At the Eindhoven University of Technology, a research team has designed a new, integrated optical sensor that offers an enhanced resolution in measurements. The sensor opens the door for completely integrated, small optical sensors such as detectors and lasers for on-chip sensing platforms.
These sensors could play a crucial role in the precise displacement and force measurements at the nanoscale, which is essential for nanodevice and microchip design and evaluation. This study has been reported in the Nature Communications journal.
In the era of nanoelectronics, accuracy is of utmost significance. For instance, nanostructures can be tracked with nano-optical instrumentation—small, light-based systems that quantify the smallest of forces, movements, and surface variations.
As speed and resolution are crucial, optical read-out sensors that rely on optomechanical systems are often utilized in sensing applications, for example, in atomic force microscopes (AFMs). Such devices produce sub-nanometer resolution images by quantifying the laser light that has been reflected by the deflection of a cantilever above a surface of interest.
But conventional laser-based methods like those in AFMs can be heavy, which together with the demand for higher resolution and lower cost, induced the need for a different approach. As a result of the progress in nano-optomechanical systems (NOMS), compact optical sensors for the quantification of force, mass, and motion at the nanoscale are now viable. However, the demand for a tunable laser with a narrow linewidth is a limiting factor, and this can be challenging to integrate into a device.

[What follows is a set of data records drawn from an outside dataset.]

//! Settings for docsync
//!
//! Everything the scanner and the store need is carried by explicit structs.
//! A TOML settings file can provide them; CLI flags override it.

use crate::error::{Result, SyncError};
use serde::{Deserialize, Serialize};
use std::path::{Path, PathBuf};

/// Default settings file name
pub const SETTINGS_FILE: &str = "docsync.toml";

/// What to scan and which mappings to apply
#[derive(Debug, Clone, PartialEq, Eq)]
pub struct ScanConfig {
    /// Root of the Markdown tree
    pub docs_path: PathBuf,
    /// Technology mapping YAML
    pub technology_path: PathBuf,
    /// Specialty mapping YAML
    pub specialties_path: Option<PathBuf>,
}

/// Where the relational store lives
#[derive(Debug, Clone, PartialEq, Eq, Serialize, Deserialize)]
pub struct DatabaseConfig {
    /// SQLite database file
    #[serde(default = "default_database_path")]
    pub path: PathBuf,
}

impl Default for DatabaseConfig {
    fn default() -> Self {
        Self {
            path: default_database_path(),
        }
    }
}

/// File-backed settings
#[derive(Debug, Clone, PartialEq, Eq, Serialize, Deserialize)]
pub struct Settings {
    /// Root of the Markdown tree
    #[serde(default = "default_docs_path")]
    pub docs_path: PathBuf,

    /// Directory holding the mapping files
    #[serde(default = "default_config_dir")]
    pub config_dir: PathBuf,

    /// Technology mapping file name inside `config_dir`
    #[serde(default = "default_technology_file")]
    pub technology_file: String,

    /// Specialty mapping file name inside `config_dir`
    #[serde(default = "default_specialties_file")]
    pub specialties_file: String,

    /// Database settings
    #[serde(default)]
    pub database: DatabaseConfig,
}

fn default_docs_path() -> PathBuf {
    PathBuf::from("./docs")
}

fn default_config_dir() -> PathBuf {
    PathBuf::from("./config")
}

fn default_technology_file() -> String {
    "category-mapping.yaml".to_string()
}

fn default_specialties_file() -> String {
    "specialties.yaml".to_string()
}

fn default_database_path() -> PathBuf {
    PathBuf::from("./docsync.db")
}

impl Default for Settings {
    fn default() -> Self {
        Self {
            docs_path: default_docs_path(),
            config_dir: default_config_dir(),
            technology_file: default_technology_file(),
            specialties_file: default_specialties_file(),
            database: DatabaseConfig::default(),
        }
    }
}

impl Settings {
    /// Load settings from `path`, or return defaults when the file is absent
    pub fn load_or_default(path: &Path) -> Result<Self> {
        if !path.exists() {
            return Ok(Self::default());
        }

        let content = std::fs::read_to_string(path)?;
        toml::from_str(&content).map_err(|e| SyncError::Settings {
            path: path.to_path_buf(),
            message: e.to_string(),
        })
    }

    /// Path of the technology mapping file
    pub fn technology_path(&self) -> PathBuf {
        self.config_dir.join(&self.technology_file)
    }

    /// Path of the specialty mapping file
    pub fn specialties_path(&self) -> PathBuf {
        self.config_dir.join(&self.specialties_file)
    }

    /// Scan configuration derived from these settings
    pub fn scan_config(&self) -> ScanConfig {
        ScanConfig {
            docs_path: self.docs_path.clone(),
            technology_path: self.technology_path(),
            specialties_path: Some(self.specialties_path()),
        }
    }
}

#[cfg(test)]
mod tests {
    use super::*;
    use std::fs;
    use tempfile::TempDir;

    #[test]
    fn test_default_settings() {
        let settings = Settings::default();
        assert_eq!(settings.docs_path, PathBuf::from("./docs"));
        assert_eq!(
            settings.technology_path(),
            PathBuf::from("./config/category-mapping.yaml")
        );
        assert_eq!(
            settings.specialties_path(),
            PathBuf::from("./config/specialties.yaml")
        );
        assert_eq!(settings.database.path, PathBuf::from("./docsync.db"));
    }

    #[test]
    fn test_missing_file_gives_defaults() {
        let tmp = TempDir::new().unwrap();
        let settings = Settings::load_or_default(&tmp.path().join(SETTINGS_FILE)).unwrap();
        assert_eq!(settings, Settings::default());
    }

    #[test]
    fn test_partial_file_keeps_other_defaults() {
        let tmp = TempDir::new().unwrap();
        let path = tmp.path().join(SETTINGS_FILE);
        fs::write(
            &path,
            "docs_path = \"/srv/wiki\"\n\n[database]\npath = \"/var/lib/docsync.db\"\n",
        )
        .unwrap();

        let settings = Settings::load_or_default(&path).unwrap();
        assert_eq!(settings.docs_path, PathBuf::from("/srv/wiki"));
        assert_eq!(settings.database.path, PathBuf::from("/var/lib/docsync.db"));
        assert_eq!(settings.technology_file, "category-mapping.yaml");

        let scan = settings.scan_config();
        assert_eq!(scan.docs_path, PathBuf::from("/srv/wiki"));
        assert_eq!(
            scan.specialties_path,
            Some(PathBuf::from("./config/specialties.yaml"))
        );
    }

    #[test]
    fn test_invalid_file_is_an_error() {
        let tmp = TempDir::new().unwrap();
        let path = tmp.path().join(SETTINGS_FILE);
        fs::write(&path, "docs_path = [").unwrap();

        let err = Settings::load_or_default(&path).unwrap_err();
        assert!(matches!(err, SyncError::Settings { .. }));
    }
}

To avoid this problem, Tianran Liu, Andrea Fiore, together with collaborators from the Institute for Photonic Integration at TU/e have developed a new optomechanical device with a resolution of 45 fm (where a femtometer is around 1/1000th the size of the smallest atom) in a measurement time of a fraction of a second. Most importantly, the device has an ultra-wide optical bandwidth of 80 nm, thereby eliminating the need for a tunable laser.
Waveguides and Large Wavelength Range
The sensor has been developed based on an indium phosphide (InP) membrane-on-silicon (IMOS) platform, which is perfect for including passive components like detectors or lasers. The sensor itself includes four waveguides—structures that limit light signals to a specific path and direction—with two waveguides suspended over two output waveguides.
The corresponding amount of signal carried by the output waveguides differs upon forcing a suspended waveguide toward the output waveguides on the InP membrane. Fabrication occurs through a sequence of lithography steps to characterize the cantilever and waveguides, and the final sensor includes the photodiodes, actuator, and transducers.
One of the main benefits of this sensor is that it functions in a wide range of wavelengths, which avoids the need to add a costly laser on the device. With regards to the deflection of the cantilever, the sensor also mimics the resolution of cantilevers in conventional, but huge, AFMs.
With the latest device as a basis, the scientists intend to design an entire “nanometrology lab” integrated on a chip that can be utilized for semiconductor metrology and for designing next-generation nanoelectronics and microchips.
Liu, T., et al. (2020) Integrated nano-optomechanical displacement sensor with ultrawide optical bandwidth. Nature Communications. doi.org/10.1038/s41467-020-16269-7.